Tenía por entonces un amigo al que llamaremos Chris. Era un chico listo, leía mucho y le gustaba el mismo tipo de ciencia ficción que a mí (Bradbury, Heinlein, Clarke). Era creativo y le interesaban los juegos de electricidad, los engranajes y los motores. Era un ingeniero nato. Sin embargo, todo esto quedaba eclipsado por algún problema familiar. No sé de qué se trataba. Sus hermanas eran listas, su padre afable y su madre amable. Las chicas no parecían tener problema alguno, pero a Chris lo habían desatendido de forma grave. A pesar de su inteligencia y su curiosidad, rebosaba rabia, resentimiento y desesperanza.
Todo esto se manifestaba materialmente en el aspecto de su camioneta azul Ford de 1972. El inolvidable vehículo tenía por lo menos una abolladura en cada palmo de su ruinosa carrocería. Peor aún, tenía un número similar de abolladuras por dentro, provocadas en este caso por el impacto de diferentes partes del cuerpo contra las placas interiores, cada vez que se producían los continuos accidentes que causaban las abolladuras de fuera. La camioneta de Chris era el exoesqueleto de un nihilista. Llevaba una pegatina con un delirante juego de palabras que, en combinación con las abolladuras, elevaba el vehículo al teatro del absurdo. Y muy poco de todo eso era, por decirlo de algún modo, accidental.
Cada vez que Chris estrellaba su camioneta, su padre la arreglaba y le compraba otra cosa. Tenía una motocicleta y una furgoneta para vender helados, pero a la moto no le hacía el menor caso y nunca vendió un solo helado. A menudo se quejaba de su padre y de la relación que tenían, pero este era muy mayor y se encontraba enfermo, con una dolencia que no le diagnosticarían hasta muchos años más tarde. No tenía la energía que debería tener y quizá no podía prestarle la suficiente atención a su hijo. Quizá no fue más que eso lo que fracturó su relación.

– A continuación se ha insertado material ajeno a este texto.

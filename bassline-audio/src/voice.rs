//! Static inventory of synthesis voices and query resolution.

/// One entry in the voice inventory.
#[derive(Debug, Clone, Copy, PartialEq, Eq)]
pub struct Voice {
    pub name: &'static str,
    pub gender: &'static str,
    pub lang: &'static str,
}

const fn v(name: &'static str, gender: &'static str, lang: &'static str) -> Voice {
    Voice { name, gender, lang }
}

const VOICES: &[Voice] = &[
    v("Naja", "female", "dv"),
    v("Mads", "male", "dv"),
    v("Lotte", "female", "nl"),
    v("Ruben", "male", "nl"),
    v("Joanna", "female", "en-us"),
    v("Salli", "female", "en-us"),
    v("Kimberly", "female", "en-us"),
    v("Kendra", "female", "en-us"),
    v("Ivy", "female", "en-us"),
    v("Matthew", "male", "en-us"),
    v("Justin", "male", "en-us"),
    v("Joey", "male", "en-us"),
    v("Nicole", "female", "en-au"),
    v("Russell", "male", "en-au"),
    v("Emma", "female", "en-gb"),
    v("Amy", "female", "en-gb"),
    v("Brian", "male", "en-gb"),
    v("Aditi", "female", "en-in"),
    v("Raveena", "female", "en-in"),
    v("Geraint", "male", "cy"),
    v("Chantal", "female", "fr-ca"),
    v("Celine", "female", "fr"),
    v("Mathieu", "male", "fr"),
    v("Vicki", "female", "de"),
    v("Marlene", "female", "de"),
    v("Hans", "male", "de"),
    v("Dora", "female", "is"),
    v("Karl", "male", "is"),
    v("Carla", "female", "it"),
    v("Giorgio", "male", "it"),
    v("Mizuki", "female", "ja"),
    v("Takumi", "male", "ja"),
    v("Seoyeon", "female", "ko"),
    v("Liv", "female", "no"),
    v("Ewa", "female", "pl"),
    v("Maja", "female", "pl"),
    v("Jan", "male", "pl"),
    v("Jacek", "male", "pl"),
    v("Ines", "female", "pt"),
    v("Cristiano", "male", "pt"),
    v("Vitoria", "female", "pt-br"),
    v("Ricardo", "male", "pt-br"),
    v("Carmen", "female", "ro"),
    v("Tatyana", "female", "ru"),
    v("Maxim", "male", "ru"),
    v("Conchita", "female", "es"),
    v("Enrique", "male", "es"),
    v("Penelope", "female", "es-us"),
    v("Miguel", "male", "es-us"),
    v("Astrid", "female", "sv"),
    v("Filiz", "female", "tr"),
    v("Gwyneth", "female", "cy"),
];

static DEFAULT_VOICE: Voice = v("Joanna", "female", "en-us");

/// Finds a voice by query: a language code (`"en-gb"`), a language code
/// and gender (`"en, male"`), or a voice name (`"Brian"`). Language codes
/// match by prefix; the first inventory entry wins. Falls back to a name
/// match when no language matches.
pub fn lookup(query: &str) -> Option<&'static Voice> {
    let by_lang = if let Some((lang, gender)) = query.split_once(',') {
        let lang = lang.trim();
        let gender = gender.trim().to_lowercase();
        VOICES
            .iter()
            .find(|v| v.gender == gender && v.lang.starts_with(lang))
    } else {
        let lang = query.trim();
        VOICES.iter().find(|v| v.lang.starts_with(lang))
    };

    by_lang.or_else(|| {
        let name = query.trim().to_lowercase();
        VOICES.iter().find(|v| v.name.to_lowercase() == name)
    })
}

/// Resolves a query with the fallback chain used for chat-driven speech:
/// the full query, then its two-letter language prefix, then English.
pub fn lookup_or_english(query: &str) -> &'static Voice {
    if let Some(voice) = lookup(query) {
        return voice;
    }
    if let Some(prefix) = query.trim().get(..2) {
        if let Some(voice) = lookup(prefix) {
            return voice;
        }
    }
    lookup("en").unwrap_or(&DEFAULT_VOICE)
}

#[cfg(test)]
mod tests {
    use super::*;

    #[test]
    fn lookup_by_language_code_prefix() {
        let voice = lookup("en").unwrap();
        assert_eq!(voice.name, "Joanna");

        let voice = lookup("en-gb").unwrap();
        assert_eq!(voice.name, "Emma");
    }

    #[test]
    fn lookup_by_language_and_gender() {
        let voice = lookup("en, male").unwrap();
        assert_eq!(voice.name, "Matthew");
        assert_eq!(voice.gender, "male");

        let voice = lookup("pt-br, male").unwrap();
        assert_eq!(voice.name, "Ricardo");
    }

    #[test]
    fn lookup_by_voice_name_is_case_insensitive() {
        let voice = lookup("brian").unwrap();
        assert_eq!(voice.lang, "en-gb");

        let voice = lookup("MIZUKI").unwrap();
        assert_eq!(voice.lang, "ja");
    }

    #[test]
    fn lookup_unknown_returns_none() {
        assert!(lookup("xx").is_none());
        assert!(lookup("xx, male").is_none());
    }

    #[test]
    fn fallback_chain_trims_regional_code_then_defaults() {
        // "fr-be" is not in the table, but its 2-letter prefix is.
        let voice = lookup_or_english("fr-be");
        assert_eq!(voice.lang, "fr-ca");

        let voice = lookup_or_english("zz-zz");
        assert!(voice.lang.starts_with("en"));
    }
}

Chris tenía un primo, Ed, que era unos dos años más joven. Me caía muy bien, o por lo menos todo lo bien que te puede caer el primo más pequeño de un amigo adolescente. Era alto, listo, guapo y encantador. También era muy ocurrente. Si lo hubieras conocido cuando tenía doce años, le habrías presagiado un gran futuro. Pero Ed fue yendo de mal en peor hasta acabar llevando una vida marginal, a la deriva. No se enfadaba tanto como Chris, pero cargaba con la misma confusión. Quien hubiera conocido a los amigos de Ed probablemente habría dicho que se echó a perder por su culpa. Pero sus colegas no estaban más perdidos ni eran más delincuentes que él, aunque, por lo general, sí eran algo menos brillantes. También es cierto que su situación —la de Ed y la de Chris— no mejoró precisamente cuando descubrieron la marihuana. No es que la marihuana sea más mala para todo el mundo de lo que pueda serlo el alcohol. En ocasiones, incluso parece que consigue que la gente esté mejor. Pero no fue así en el caso de Ed, ni tampoco en el de Chris.
Para divertirnos en las largas noches, Chris, Ed y yo, junto al resto de los adolescentes, dábamos vueltas y más vueltas en nuestros coches y camionetas de los años setenta. Bajábamos a toda velocidad por la calle principal, seguíamos por la avenida del ferrocarril hasta más allá del instituto, dábamos una vuelta por el extremo norte del pueblo y llegábamos a la parte oeste; o subíamos calle principal arriba, dábamos una vuelta por el extremo norte del pueblo e íbamos hasta la parte este, y así una y otra vez, interminablemente. Cuando no conducíamos por el pueblo, lo hacíamos por el campo. Un siglo antes, unos topógrafos habían trazado una enorme cuadrícula que cubría casi ochocientos mil metros cuadrados de la enorme pradera del oeste. Cada tres kilómetros en dirección norte había un camino de grava que se extendía hacia el infinito de este a oeste. Y cada kilómetro y medio en dirección oeste, aparecía otro camino similar de norte a sur. Nunca se nos acababan los caminos.